### WHAT NEEDS TO BE DONE
Copy, word for word, the lines of the entries below between the one with "on this session." and the one with "impl std::fmt::Display for TransactionStatus", inclusive, and leave out everything else.

### RECORDS FOR PROCESSING
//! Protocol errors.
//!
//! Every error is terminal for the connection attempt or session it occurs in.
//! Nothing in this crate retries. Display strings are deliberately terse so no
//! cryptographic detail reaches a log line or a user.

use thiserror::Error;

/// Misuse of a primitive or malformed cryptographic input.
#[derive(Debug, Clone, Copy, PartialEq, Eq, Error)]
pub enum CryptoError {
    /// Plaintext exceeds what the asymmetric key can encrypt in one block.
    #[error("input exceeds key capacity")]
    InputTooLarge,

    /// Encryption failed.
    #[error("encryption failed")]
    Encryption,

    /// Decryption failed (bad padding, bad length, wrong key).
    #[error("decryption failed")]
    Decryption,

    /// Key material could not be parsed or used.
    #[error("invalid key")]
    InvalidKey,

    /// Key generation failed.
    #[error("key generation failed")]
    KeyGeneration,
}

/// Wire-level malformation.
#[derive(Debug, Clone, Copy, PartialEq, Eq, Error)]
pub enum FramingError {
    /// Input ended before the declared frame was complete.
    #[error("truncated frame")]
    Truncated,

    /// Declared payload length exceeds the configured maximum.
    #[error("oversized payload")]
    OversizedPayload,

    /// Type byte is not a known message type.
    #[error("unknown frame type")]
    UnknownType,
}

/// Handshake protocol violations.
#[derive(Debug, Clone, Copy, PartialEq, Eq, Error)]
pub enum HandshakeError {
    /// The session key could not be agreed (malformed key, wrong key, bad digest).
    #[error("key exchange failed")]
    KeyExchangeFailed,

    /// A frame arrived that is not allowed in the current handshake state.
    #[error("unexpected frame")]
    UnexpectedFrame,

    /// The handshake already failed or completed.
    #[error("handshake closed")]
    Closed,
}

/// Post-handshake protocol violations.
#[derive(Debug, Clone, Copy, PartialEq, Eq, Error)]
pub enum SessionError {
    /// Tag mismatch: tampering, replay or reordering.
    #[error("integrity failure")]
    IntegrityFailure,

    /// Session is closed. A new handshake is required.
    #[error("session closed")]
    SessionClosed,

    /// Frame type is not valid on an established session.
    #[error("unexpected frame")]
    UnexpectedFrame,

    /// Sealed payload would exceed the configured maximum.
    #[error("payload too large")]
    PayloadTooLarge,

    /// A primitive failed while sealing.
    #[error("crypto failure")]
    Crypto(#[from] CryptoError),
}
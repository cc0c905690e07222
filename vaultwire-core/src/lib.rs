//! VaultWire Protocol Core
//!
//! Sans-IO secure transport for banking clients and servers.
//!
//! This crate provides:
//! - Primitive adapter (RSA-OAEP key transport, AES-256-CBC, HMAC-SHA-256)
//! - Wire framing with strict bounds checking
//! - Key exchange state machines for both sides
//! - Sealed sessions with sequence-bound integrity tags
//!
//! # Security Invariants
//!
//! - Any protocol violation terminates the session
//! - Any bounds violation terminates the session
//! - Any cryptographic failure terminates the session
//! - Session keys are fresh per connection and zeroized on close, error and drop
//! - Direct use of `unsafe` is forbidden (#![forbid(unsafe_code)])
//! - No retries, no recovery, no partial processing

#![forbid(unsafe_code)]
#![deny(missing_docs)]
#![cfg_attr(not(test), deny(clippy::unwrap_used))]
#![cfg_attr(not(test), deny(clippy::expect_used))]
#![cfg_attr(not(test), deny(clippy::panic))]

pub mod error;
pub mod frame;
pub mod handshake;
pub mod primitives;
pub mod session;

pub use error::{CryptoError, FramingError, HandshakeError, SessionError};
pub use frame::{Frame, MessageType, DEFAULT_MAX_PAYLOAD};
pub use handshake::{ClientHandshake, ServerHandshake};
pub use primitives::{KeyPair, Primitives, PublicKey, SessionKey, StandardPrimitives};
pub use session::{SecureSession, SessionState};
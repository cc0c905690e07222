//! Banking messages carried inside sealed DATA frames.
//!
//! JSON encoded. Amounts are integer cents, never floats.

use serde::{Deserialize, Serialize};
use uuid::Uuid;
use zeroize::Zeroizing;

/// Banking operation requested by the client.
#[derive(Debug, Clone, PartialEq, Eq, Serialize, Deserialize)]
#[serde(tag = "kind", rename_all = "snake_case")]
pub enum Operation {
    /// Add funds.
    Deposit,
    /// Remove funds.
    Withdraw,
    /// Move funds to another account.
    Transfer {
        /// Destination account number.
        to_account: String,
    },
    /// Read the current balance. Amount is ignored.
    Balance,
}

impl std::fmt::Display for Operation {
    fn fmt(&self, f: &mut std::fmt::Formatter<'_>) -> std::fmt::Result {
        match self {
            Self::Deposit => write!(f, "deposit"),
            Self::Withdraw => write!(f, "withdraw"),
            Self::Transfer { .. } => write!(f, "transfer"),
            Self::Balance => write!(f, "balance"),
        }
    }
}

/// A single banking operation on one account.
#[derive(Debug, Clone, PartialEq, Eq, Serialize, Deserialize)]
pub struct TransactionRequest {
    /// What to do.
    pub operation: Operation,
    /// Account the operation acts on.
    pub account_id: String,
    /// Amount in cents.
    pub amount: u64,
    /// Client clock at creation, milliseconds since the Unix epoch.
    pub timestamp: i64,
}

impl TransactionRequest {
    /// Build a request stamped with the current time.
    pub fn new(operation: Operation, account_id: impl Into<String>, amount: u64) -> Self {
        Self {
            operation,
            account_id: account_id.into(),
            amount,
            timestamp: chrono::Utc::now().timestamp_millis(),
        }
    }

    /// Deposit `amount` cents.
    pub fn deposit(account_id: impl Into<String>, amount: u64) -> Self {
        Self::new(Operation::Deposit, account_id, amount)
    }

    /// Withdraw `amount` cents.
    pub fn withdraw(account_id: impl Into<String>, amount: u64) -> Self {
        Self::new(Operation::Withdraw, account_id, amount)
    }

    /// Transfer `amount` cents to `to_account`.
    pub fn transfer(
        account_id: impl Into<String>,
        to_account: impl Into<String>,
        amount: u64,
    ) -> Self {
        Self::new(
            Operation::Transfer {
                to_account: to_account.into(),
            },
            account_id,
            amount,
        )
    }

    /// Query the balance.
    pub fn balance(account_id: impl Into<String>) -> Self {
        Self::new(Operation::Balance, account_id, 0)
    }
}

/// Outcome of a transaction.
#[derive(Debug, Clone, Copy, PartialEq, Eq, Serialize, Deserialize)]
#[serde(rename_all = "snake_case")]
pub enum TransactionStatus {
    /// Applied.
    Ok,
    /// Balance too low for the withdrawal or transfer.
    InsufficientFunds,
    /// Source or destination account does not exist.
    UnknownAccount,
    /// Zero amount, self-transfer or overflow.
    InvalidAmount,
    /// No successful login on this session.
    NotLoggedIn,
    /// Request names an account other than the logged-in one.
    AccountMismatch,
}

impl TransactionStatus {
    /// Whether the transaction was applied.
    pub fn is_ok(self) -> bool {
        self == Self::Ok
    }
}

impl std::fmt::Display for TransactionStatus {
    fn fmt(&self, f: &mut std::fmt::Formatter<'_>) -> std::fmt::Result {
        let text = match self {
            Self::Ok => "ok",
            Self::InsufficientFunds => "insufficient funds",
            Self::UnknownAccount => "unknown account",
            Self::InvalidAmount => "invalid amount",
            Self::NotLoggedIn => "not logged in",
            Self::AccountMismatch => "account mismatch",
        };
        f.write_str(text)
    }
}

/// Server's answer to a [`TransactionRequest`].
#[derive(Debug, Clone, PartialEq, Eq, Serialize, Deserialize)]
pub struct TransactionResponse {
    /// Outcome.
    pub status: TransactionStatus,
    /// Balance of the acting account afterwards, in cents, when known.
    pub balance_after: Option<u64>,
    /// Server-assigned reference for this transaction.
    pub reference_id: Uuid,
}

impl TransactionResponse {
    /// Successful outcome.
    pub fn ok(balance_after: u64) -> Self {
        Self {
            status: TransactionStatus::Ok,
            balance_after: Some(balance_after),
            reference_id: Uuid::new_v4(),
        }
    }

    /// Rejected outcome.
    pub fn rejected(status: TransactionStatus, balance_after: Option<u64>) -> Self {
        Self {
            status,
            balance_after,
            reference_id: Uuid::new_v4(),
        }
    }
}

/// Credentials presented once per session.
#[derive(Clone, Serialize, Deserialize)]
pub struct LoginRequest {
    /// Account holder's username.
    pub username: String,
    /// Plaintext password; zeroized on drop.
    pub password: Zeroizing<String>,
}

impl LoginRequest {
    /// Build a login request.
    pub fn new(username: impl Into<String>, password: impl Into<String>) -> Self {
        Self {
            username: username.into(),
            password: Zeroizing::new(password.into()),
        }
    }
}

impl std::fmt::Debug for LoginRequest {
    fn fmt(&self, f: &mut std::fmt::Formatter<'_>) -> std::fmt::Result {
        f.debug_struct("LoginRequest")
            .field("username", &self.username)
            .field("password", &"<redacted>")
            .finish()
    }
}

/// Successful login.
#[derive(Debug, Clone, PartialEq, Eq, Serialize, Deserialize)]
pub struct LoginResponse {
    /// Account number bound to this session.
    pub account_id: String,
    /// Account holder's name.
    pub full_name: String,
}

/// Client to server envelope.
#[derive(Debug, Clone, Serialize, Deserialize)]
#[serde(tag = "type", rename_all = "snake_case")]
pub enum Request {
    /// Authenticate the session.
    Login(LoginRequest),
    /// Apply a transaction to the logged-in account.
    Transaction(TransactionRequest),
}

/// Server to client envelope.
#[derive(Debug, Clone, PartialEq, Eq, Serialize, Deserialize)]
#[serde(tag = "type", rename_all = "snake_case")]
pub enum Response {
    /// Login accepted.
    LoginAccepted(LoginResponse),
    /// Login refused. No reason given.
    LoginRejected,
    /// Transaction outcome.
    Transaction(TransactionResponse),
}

### REPLY TO THE EXERCISE
    /// No successful login on this session.
    NotLoggedIn,
    /// Request names an account other than the logged-in one.
    AccountMismatch,
}

impl TransactionStatus {
    /// Whether the transaction was applied.
    pub fn is_ok(self) -> bool {
        self == Self::Ok
    }
}

impl std::fmt::Display for TransactionStatus {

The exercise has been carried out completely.